3.5. Testing the Regularity Assumptions of Conjoint Analysis

To further demonstrate the flexibility of the CRT, we also show how to use the CRT for testing the validity of several commonly made assumptions of conjoint analysis.

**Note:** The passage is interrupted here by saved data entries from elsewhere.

//! Self-connection detection for backbone peer lists.
//!
//! A backbone's `backbonePeers` list often includes its own advertised URL.
//! Connecting to it would produce a pointless self-loop, so peer URLs are
//! normalized and compared by exact hostname and port equality against the
//! loopback set, the configured listen host, and the local node id. No
//! substring matching: `node-1` must not match `node-10.example`.

use url::Url;

/// Hostnames that always refer to the local machine.
const LOOPBACK_HOSTS: &[&str] = &["localhost", "127.0.0.1", "::1", "[::1]"];

/// Whether `peer_url` points at this node's own listener.
#[must_use]
pub fn is_self_url(peer_url: &str, listen_host: &str, listen_port: u16, node_id: &str) -> bool {
    let Ok(parsed) = Url::parse(peer_url) else {
        return false;
    };
    let Some(host) = parsed.host_str() else {
        return false;
    };
    let port = parsed
        .port()
        .unwrap_or(ansible_core::DEFAULT_LISTEN_PORT);

    if port != listen_port {
        return false;
    }

    let host = host.to_ascii_lowercase();
    LOOPBACK_HOSTS.contains(&host.as_str())
        || host == listen_host.to_ascii_lowercase()
        || host == node_id.to_ascii_lowercase()
}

Since we are interested in not rejecting the null hypothesis for the hypotheses presented in this section, we propose test statistics that are designed to be reasonably powerful for general settings in conjoint analysis.

3.5.1. Profile Order Effect

The assumption of no profile order effect states that changing the order of profiles, that is, left versus right, does not affect the actual profile chosen (since the value of $\mathbf {Y}$ corresponds to whether the left or right profile is chosen, $\mathbf {Y}$ should be recoded as $\mathbf {1}-\mathbf {Y}$ when the profile order is changed). We denote the potential outcome $Y_{ij}(\mathbf {x}_{ij}^L, \mathbf {x}_{ij}^R, \mathbf {z}_{ij}^L, \mathbf {z}_{ij}^R)$ , which is now a function of left and right profiles. Although not necessary, we assume here no interference between responses for notational clarity (see Appendix F.2 of the Supplementary Material for the general case). Lastly, we use $\mathcal {X}_{\text {ind}}$ and $\mathcal {Z}_{\text {ind}}$ to denote the support of $[\mathbf {x}_{ij}^L; \mathbf {x}_{ij}^R]$ and that of $[\mathbf {z}_{ij}^L; \mathbf {z}_{ij}^R]$ , respectively, representing the support of factors used in each individual’s evaluation (hence “ $\text {ind}$ ” in the subscript).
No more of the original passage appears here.